After the war: Remembering those who chose to stay behind


More than 60,000 Australian soldiers died in World War I.

For a large contingent of Australian servicemen who served in World War I, the end to the conflict in November 1918 did not mean an end to their suffering on Europe’s battlefields.

More than 60,000 Australians were killed in the Great War, with most of the fallen soldiers buried at military cemeteries near where the forces had played a major role, including France and the Gallipoli peninsula. More than a century later, 18,000 still have no known grave.

An 1,100-strong group of men – mostly ex-veterans – joined the Australian War Graves Service (AGS), staying behind after the fighting stopped to locate, identify and then rebury the thousands who died. For many of them this meant another three years away from home.

Associate Professor Fred Cahir, from Federation University’s School of Arts, began researching the role of the AGS when he discovered his grandfather was one of the men who stayed behind.

“I developed a personal interest about a topic that I'd never known about and something that was so critically important for the five million Australians at home who were affected,” Associate Professor Cahir said.

“There were 60,000 deaths in a four-year time frame – it had an extraordinary impact on the entire Australian community at the time.”

The AGS was formed after a British decision to not allow what are now Commonwealth nations to repatriate their dead soldiers back to their respective countries. Many of the dead were taken from the battlefields and transported to cemeteries including Tyne Cot in Belgium, and to others including Fromelles and the Adelaide Cemetery at Villers-Bretonneux in France.

“Many of the veterans, including my grandfather, had been through literally four years of war themselves, starting at Gallipoli, the Western Front, seen the horrors of trench warfare, then volunteered to stay behind for a further three years,” Associate Professor Cahir said.

“In some instances, they would have to dig up their mates, identify them and reinter them which took an enormous emotional, physical and mental toll.”

Associate Professor Cahir is the Chief Investigator of a category one research grant (Victorian Premiers Office: Victoria Remembers Major Grant Program) titled Ordinary People in Extraordinary Circumstances: The Red Cross Enquiry Volunteers, the Australian War Graves Workers and the Crisis of the Missing.

The research project’s outcomes include a film documentary, digital gallery and educational package for school teachers across Victoria. He and a team of co-authors, including Dr Sara Weuffen from Federation University's Centre for Learning Innovation and Professional Practice, have also co-authored a book, published by Palgrave Macmillan, on the topic of the AGS.

He said he and his co-authors, some with family links to the detachment, had tried to discern what the motivational factors were to stay behind for the ghastly work.

“A sense of survivor guilt may have played a part in it,” Associate Professor Cahir said.

“The sense of mateship also comes through, very strongly in some accounts, so some wanted to stay behind to take care of their mates. A sense of commitment to the Australian public comes through as well.

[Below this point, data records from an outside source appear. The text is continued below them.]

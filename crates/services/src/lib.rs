#![forbid(unsafe_code)]

pub mod error;
pub mod sessions;

pub use flagquiz_core::Clock;
pub use sessions as session;

pub use error::{QuizServiceError, SessionError};

pub use sessions::{
    ChoiceSlot, GuessOutcome, QuizEvent, QuizService, QuizSession, ResetReason, RoundState,
    SessionConfig, SessionPhase, SessionPlan, SessionProgress, SessionSelector, Transition,
    DEFAULT_ADVANCE_DELAY,
};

“You have literally hundreds of thousands of families who are searching for something visible. A photograph was taken of every single grave marker, where they could, so this was the only thing their families had to hold onto as a memory of their loved ones who died overseas in World War I.”Associate Professor Fred Cahir

Others joined the detachment without having fired a shot. With the war coming to an end, Australian Army volunteers were still arriving in Europe, expecting to take up arms as the Allies inched closer to victory.

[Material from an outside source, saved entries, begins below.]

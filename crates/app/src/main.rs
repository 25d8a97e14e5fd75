use std::fmt;
use std::path::PathBuf;
use std::time::Duration;

use flagquiz_core::model::{QuizSettings, QuizSettingsDraft, SettingsError};
use services::{Clock, DEFAULT_ADVANCE_DELAY, QuizService};
use storage::Storage;

mod console;

#[derive(Debug)]
enum ArgsError {
    MissingValue { flag: &'static str },
    UnknownArg(String),
    InvalidDelay { raw: String },
    Settings(SettingsError),
}

impl fmt::Display for ArgsError {
    fn fmt(&self, f: &mut fmt::Formatter<'_>) -> fmt::Result {
        match self {
            ArgsError::MissingValue { flag } => write!(f, "{flag} requires a value"),
            ArgsError::UnknownArg(arg) => write!(f, "unknown argument: {arg}"),
            ArgsError::InvalidDelay { raw } => write!(f, "invalid --delay-ms value: {raw}"),
            ArgsError::Settings(err) => write!(f, "invalid settings: {err}"),
        }
    }
}

impl std::error::Error for ArgsError {}

fn require_value(
    args: &mut impl Iterator<Item = String>,
    flag: &'static str,
) -> Result<String, ArgsError> {
    args.next().ok_or(ArgsError::MissingValue { flag })
}

fn print_usage() {
    eprintln!("Usage:");
    eprintln!(
        "  flagquiz [--catalog <json>] [--assets <dir>] [--choices <n>] [--region <name>] [--delay-ms <ms>]"
    );
    eprintln!();
    eprintln!("Defaults:");
    eprintln!("  --catalog data/countries.json");
    eprintln!("  --assets  data/flags");
    eprintln!("  --choices 4   (2, 4, 6 or 8)");
    eprintln!("  --region  All");
    eprintln!("  --delay-ms {}", DEFAULT_ADVANCE_DELAY.as_millis());
    eprintln!();
    eprintln!("Environment:");
    eprintln!("  FLAGQUIZ_CATALOG, FLAGQUIZ_ASSETS, FLAGQUIZ_CHOICES, FLAGQUIZ_REGION, RUST_LOG");
}

struct Args {
    catalog: PathBuf,
    assets: PathBuf,
    settings: QuizSettings,
    delay: Duration,
}

impl Args {
    fn parse(args: &mut impl Iterator<Item = String>) -> Result<Self, ArgsError> {
        let mut catalog = std::env::var("FLAGQUIZ_CATALOG")
            .map_or_else(|_| PathBuf::from("data/countries.json"), PathBuf::from);
        let mut assets = std::env::var("FLAGQUIZ_ASSETS")
            .map_or_else(|_| PathBuf::from("data/flags"), PathBuf::from);
        let mut draft = QuizSettingsDraft {
            choices: std::env::var("FLAGQUIZ_CHOICES").ok(),
            region: std::env::var("FLAGQUIZ_REGION").ok(),
        };
        let mut delay = DEFAULT_ADVANCE_DELAY;

        while let Some(arg) = args.next() {
            match arg.as_str() {
                "--catalog" => catalog = require_value(args, "--catalog")?.into(),
                "--assets" => assets = require_value(args, "--assets")?.into(),
                "--choices" => draft.choices = Some(require_value(args, "--choices")?),
                "--region" => draft.region = Some(require_value(args, "--region")?),
                "--delay-ms" => {
                    let value = require_value(args, "--delay-ms")?;
                    let millis: u64 = value
                        .parse()
                        .map_err(|_| ArgsError::InvalidDelay { raw: value.clone() })?;
                    delay = Duration::from_millis(millis);
                }
                "--help" | "-h" => {
                    print_usage();
                    std::process::exit(0);
                }
                _ => return Err(ArgsError::UnknownArg(arg)),
            }
        }

        let settings = draft.validate().map_err(ArgsError::Settings)?;
        Ok(Self {
            catalog,
            assets,
            settings,
            delay,
        })
    }
}

async fn run() -> Result<(), Box<dyn std::error::Error>> {
    let mut argv = std::env::args().skip(1);
    let parsed = Args::parse(&mut argv).map_err(|e| {
        eprintln!("{e}");
        print_usage();
        e
    })?;

    if !parsed.assets.is_dir() {
        log::warn!(
            "flag directory {} not found; prompts will show the asset id only",
            parsed.assets.display()
        );
    }
    let storage = Storage::files(parsed.catalog, parsed.assets);
    let quiz = QuizService::load(Clock::system(), storage.catalog.as_ref(), parsed.settings)
        .await?
        .with_advance_delay(parsed.delay);

    console::play(quiz, storage.assets.as_ref()).await
}

#[tokio::main]
async fn main() {
    pretty_env_logger::init();

    if let Err(err) = run().await {
        // At this layer (binary glue), printing once is fine.
        eprintln!("{err}");
        std::process::exit(2);
    }
}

“You had these people who volunteered to fight in the war, they got over there to Europe when it had all but finished. Quite a few hundred of them were recruited out of ’okay, you're here now this is what you're going to be doing’,” Associate Professor Cahir said.

The detachment was limited to military personnel, preventing family members entering what had been the conflict zones. The fighting had stopped but the dangers remained.

“Mourning family members were barred from visiting because you're still in the battlefields. Part of the danger of the job was that there were gas canisters, bombs, hand grenades and live ammunition lying all around, and fatal accidents did occur,” Associate Professor Cahir said.

“The female involvement was quite prominent. There were a number of very courageous and very motivated women that went over there on their own finances in some instances to provide primary health care for the AGS workers and to take photographs for the mourning families back home. They were extremely gutsy.”

Despite the unpleasant nature of the work, Associate Professor Cahir said some of the processes put in place by the AGS were copied by other countries and were still used in modern-day natural catastrophes and war zones.

Associate Professor Fred Cahir, Dr Sara Weuffen and the Arts Academy’s Director, Associate Professor Rick Chew, are working in collaboration with Wind and Sky documentary film production company, along with their industry partners: the Shrine of Remembrance, the RSL, the Australian War Memorial and the Australian Red Cross on the documentary film project which will be launched at the Shine of Remembrance on 29 November 2019. The launch of the book, the digital gallery and the education package will occur in 2020.